+++ RECORD SET

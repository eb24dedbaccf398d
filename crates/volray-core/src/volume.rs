//! Volume data: raw samples as read from file and their normalized form.

use glam::{UVec3, Vec3};
use num_traits::AsPrimitive;

use crate::error::{Result, VolrayError};
use crate::geometry::VolumeGeometry;
use crate::header::VolumeHeader;
use crate::scalar::{with_sample_type, ScalarType, Sample};

/// A volume in the numeric type it was stored with.
///
/// `data` holds `voxel_count()` samples of `scalar_type` in host byte order,
/// x varying fastest.
#[derive(Debug, Clone, PartialEq)]
pub struct RawVolume {
    scalar_type: ScalarType,
    dimensions: UVec3,
    origin: Vec3,
    spacing: Vec3,
    range: (f64, f64),
    data: Vec<u8>,
}

impl RawVolume {
    pub(crate) fn from_header(header: &VolumeHeader, range: (f64, f64), data: Vec<u8>) -> Self {
        Self {
            scalar_type: header.scalar_type,
            dimensions: header.dimensions,
            origin: header.origin,
            spacing: header.spacing,
            range,
            data,
        }
    }

    /// Source numeric type of the samples.
    #[must_use]
    pub fn scalar_type(&self) -> ScalarType {
        self.scalar_type
    }

    /// Number of voxels along each axis.
    #[must_use]
    pub fn dimensions(&self) -> UVec3 {
        self.dimensions
    }

    #[must_use]
    pub fn origin(&self) -> Vec3 {
        self.origin
    }

    #[must_use]
    pub fn spacing(&self) -> Vec3 {
        self.spacing
    }

    /// Observed `(min, max)` over all samples.
    #[must_use]
    pub fn range(&self) -> (f64, f64) {
        self.range
    }

    /// Sample bytes in host order.
    #[must_use]
    pub fn data(&self) -> &[u8] {
        &self.data
    }

    #[must_use]
    pub fn voxel_count(&self) -> usize {
        self.data.len() / self.scalar_type.size()
    }

    /// Geometric frame derived from dimensions, spacing and origin.
    #[must_use]
    pub fn geometry(&self) -> VolumeGeometry {
        VolumeGeometry::new(self.dimensions, self.spacing, self.origin)
    }

    /// All samples widened to `f64`.
    #[must_use]
    pub fn samples_f64(&self) -> Vec<f64> {
        with_sample_type!(self.scalar_type, T => self
            .data
            .chunks_exact(<T as Sample>::SIZE)
            .map(|chunk| -> f64 { T::from_ne_slice(chunk).as_() })
            .collect())
    }

    /// One-line description: dimensions, origin, spacing, type and range.
    #[must_use]
    pub fn summary(&self) -> String {
        format!(
            "dimensions {} {} {}, origin {} {} {}, spacing {} {} {}, type {}, range {} {}",
            self.dimensions.x,
            self.dimensions.y,
            self.dimensions.z,
            self.origin.x,
            self.origin.y,
            self.origin.z,
            self.spacing.x,
            self.spacing.y,
            self.spacing.z,
            self.scalar_type,
            self.range.0,
            self.range.1,
        )
    }

    /// Converts to one byte per voxel, see [`normalize`].
    #[must_use]
    pub fn normalized(&self) -> NormalizedVolume {
        normalize(self)
    }
}

/// A volume rescaled to one unsigned byte per voxel.
///
/// The original intensity range is kept so that intensities picked in the
/// UI can be mapped onto the byte scale.
#[derive(Debug, Clone, PartialEq)]
pub struct NormalizedVolume {
    dimensions: UVec3,
    origin: Vec3,
    spacing: Vec3,
    range: (f64, f64),
    data: Vec<u8>,
}

impl NormalizedVolume {
    /// Builds a normalized volume from bytes already in `[0, 255]`.
    pub fn new(
        dimensions: UVec3,
        spacing: Vec3,
        origin: Vec3,
        range: (f64, f64),
        data: Vec<u8>,
    ) -> Result<Self> {
        let expected = dimensions.as_u64vec3().element_product();
        if expected != data.len() as u64 {
            return Err(VolrayError::SizeMismatch {
                expected: usize::try_from(expected).unwrap_or(usize::MAX),
                actual: data.len(),
            });
        }
        Ok(Self {
            dimensions,
            origin,
            spacing,
            range,
            data,
        })
    }

    #[must_use]
    pub fn dimensions(&self) -> UVec3 {
        self.dimensions
    }

    #[must_use]
    pub fn origin(&self) -> Vec3 {
        self.origin
    }

    #[must_use]
    pub fn spacing(&self) -> Vec3 {
        self.spacing
    }

    /// Intensity range of the source samples.
    #[must_use]
    pub fn range(&self) -> (f64, f64) {
        self.range
    }

    /// One byte per voxel, x varying fastest.
    #[must_use]
    pub fn data(&self) -> &[u8] {
        &self.data
    }

    #[must_use]
    pub fn voxel_count(&self) -> usize {
        self.data.len()
    }

    /// Whether the source volume had zero dynamic range.
    #[must_use]
    pub fn is_degenerate(&self) -> bool {
        !(self.range.1 > self.range.0)
    }

    #[must_use]
    pub fn geometry(&self) -> VolumeGeometry {
        VolumeGeometry::new(self.dimensions, self.spacing, self.origin)
    }
}

/// Rescales every sample to `round(255 * (v - min) / (max - min))`.
///
/// A volume with `min == max` has no dynamic range; every voxel becomes 0.
#[must_use]
pub fn normalize(volume: &RawVolume) -> NormalizedVolume {
    let (min, max) = volume.range;
    let data = if max > min {
        with_sample_type!(volume.scalar_type, T => rescale::<T>(&volume.data, min, max))
    } else {
        if volume.voxel_count() > 0 {
            log::warn!("volume has constant intensity {min}, normalizing to zero");
        }
        vec![0; volume.voxel_count()]
    };

    NormalizedVolume {
        dimensions: volume.dimensions,
        origin: volume.origin,
        spacing: volume.spacing,
        range: volume.range,
        data,
    }
}

fn rescale<T: Sample>(data: &[u8], min: f64, max: f64) -> Vec<u8> {
    let scale = 255.0 / (max - min);
    data.chunks_exact(T::SIZE)
        .map(|chunk| {
            let value: f64 = T::from_ne_slice(chunk).as_();
            ((value - min) * scale).round().clamp(0.0, 255.0) as u8
        })
        .collect()
}

#[cfg(test)]
mod tests {
    use super::*;
    use crate::header::Encoding;

    fn raw(scalar_type: ScalarType, samples: &[f64]) -> RawVolume {
        let header = VolumeHeader {
            scalar_type,
            dimensions: UVec3::new(samples.len() as u32, 1, 1),
            origin: Vec3::ZERO,
            spacing: Vec3::ONE,
            encoding: Encoding::Binary,
        };
        let mut data = vec![0u8; samples.len() * scalar_type.size()];
        let mut range = crate::scalar::RangeAccumulator::new();
        with_sample_type!(scalar_type, T => {
            for (chunk, &v) in data.chunks_exact_mut(<T as Sample>::SIZE).zip(samples) {
                #[allow(clippy::cast_possible_truncation, clippy::cast_sign_loss)]
                let value = v as T;
                range.push(value.as_());
                value.store_ne(chunk);
            }
        });
        RawVolume::from_header(&header, range.finish(), data)
    }

    #[test]
    fn test_normalize_u8_identity_range() {
        let volume = raw(ScalarType::Uint8, &[0.0, 255.0, 128.0]);
        assert_eq!(normalize(&volume).data(), &[0, 255, 128]);
    }

    #[test]
    fn test_normalize_signed() {
        let volume = raw(ScalarType::Int16, &[-100.0, 0.0, 100.0]);
        let normalized = normalize(&volume);
        assert_eq!(normalized.data(), &[0, 128, 255]);
        assert_eq!(normalized.range(), (-100.0, 100.0));
    }

    #[test]
    fn test_normalize_float() {
        let volume = raw(ScalarType::Float32, &[0.25, 0.5, 1.25]);
        assert_eq!(normalize(&volume).data(), &[0, 64, 255]);
    }

    #[test]
    fn test_normalize_constant_volume() {
        let volume = raw(ScalarType::Float64, &[3.5, 3.5, 3.5, 3.5]);
        assert_eq!(volume.range(), (3.5, 3.5));
        let normalized = normalize(&volume);
        assert!(normalized.is_degenerate());
        assert_eq!(normalized.data(), &[0, 0, 0, 0]);
    }

    #[test]
    fn test_normalized_keeps_frame() {
        let volume = raw(ScalarType::Uint32, &[1.0, 2.0]);
        let normalized = volume.normalized();
        assert_eq!(normalized.dimensions(), volume.dimensions());
        assert_eq!(normalized.spacing(), volume.spacing());
        assert_eq!(normalized.origin(), volume.origin());
        assert_eq!(normalized.voxel_count(), 2);
    }

    #[test]
    fn test_new_checks_size() {
        let err = NormalizedVolume::new(
            UVec3::new(2, 2, 2),
            Vec3::ONE,
            Vec3::ZERO,
            (0.0, 1.0),
            vec![0; 7],
        );
        assert!(matches!(
            err,
            Err(VolrayError::SizeMismatch {
                expected: 8,
                actual: 7
            })
        ));
    }

    #[test]
    fn test_summary_mentions_type() {
        let volume = raw(ScalarType::Int64, &[-1.0, 1.0]);
        let summary = volume.summary();
        assert!(summary.contains("type long"));
        assert!(summary.contains("range -1 1"));
    }
}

++++++

■ **EXERCISE BRIEF**: All lines above from the one containing "has constant intensity" to the one containing "let volume = raw(ScalarType::Uint8, &[0.0, 255.0, 128.0]);" must be repeated exactly, both lines included, and no others.

■ **OUTPUT BELOW**:
            log::warn!("volume has constant intensity {min}, normalizing to zero");
        }
        vec![0; volume.voxel_count()]
    };

    NormalizedVolume {
        dimensions: volume.dimensions,
        origin: volume.origin,
        spacing: volume.spacing,
        range: volume.range,
        data,
    }
}

fn rescale<T: Sample>(data: &[u8], min: f64, max: f64) -> Vec<u8> {
    let scale = 255.0 / (max - min);
    data.chunks_exact(T::SIZE)
        .map(|chunk| {
            let value: f64 = T::from_ne_slice(chunk).as_();
            ((value - min) * scale).round().clamp(0.0, 255.0) as u8
        })
        .collect()
}

#[cfg(test)]
mod tests {
    use super::*;
    use crate::header::Encoding;

    fn raw(scalar_type: ScalarType, samples: &[f64]) -> RawVolume {
        let header = VolumeHeader {
            scalar_type,
            dimensions: UVec3::new(samples.len() as u32, 1, 1),
            origin: Vec3::ZERO,
            spacing: Vec3::ONE,
            encoding: Encoding::Binary,
        };
        let mut data = vec![0u8; samples.len() * scalar_type.size()];
        let mut range = crate::scalar::RangeAccumulator::new();
        with_sample_type!(scalar_type, T => {
            for (chunk, &v) in data.chunks_exact_mut(<T as Sample>::SIZE).zip(samples) {
                #[allow(clippy::cast_possible_truncation, clippy::cast_sign_loss)]
                let value = v as T;
                range.push(value.as_());
                value.store_ne(chunk);
            }
        });
        RawVolume::from_header(&header, range.finish(), data)
    }

    #[test]
    fn test_normalize_u8_identity_range() {
        let volume = raw(ScalarType::Uint8, &[0.0, 255.0, 128.0]);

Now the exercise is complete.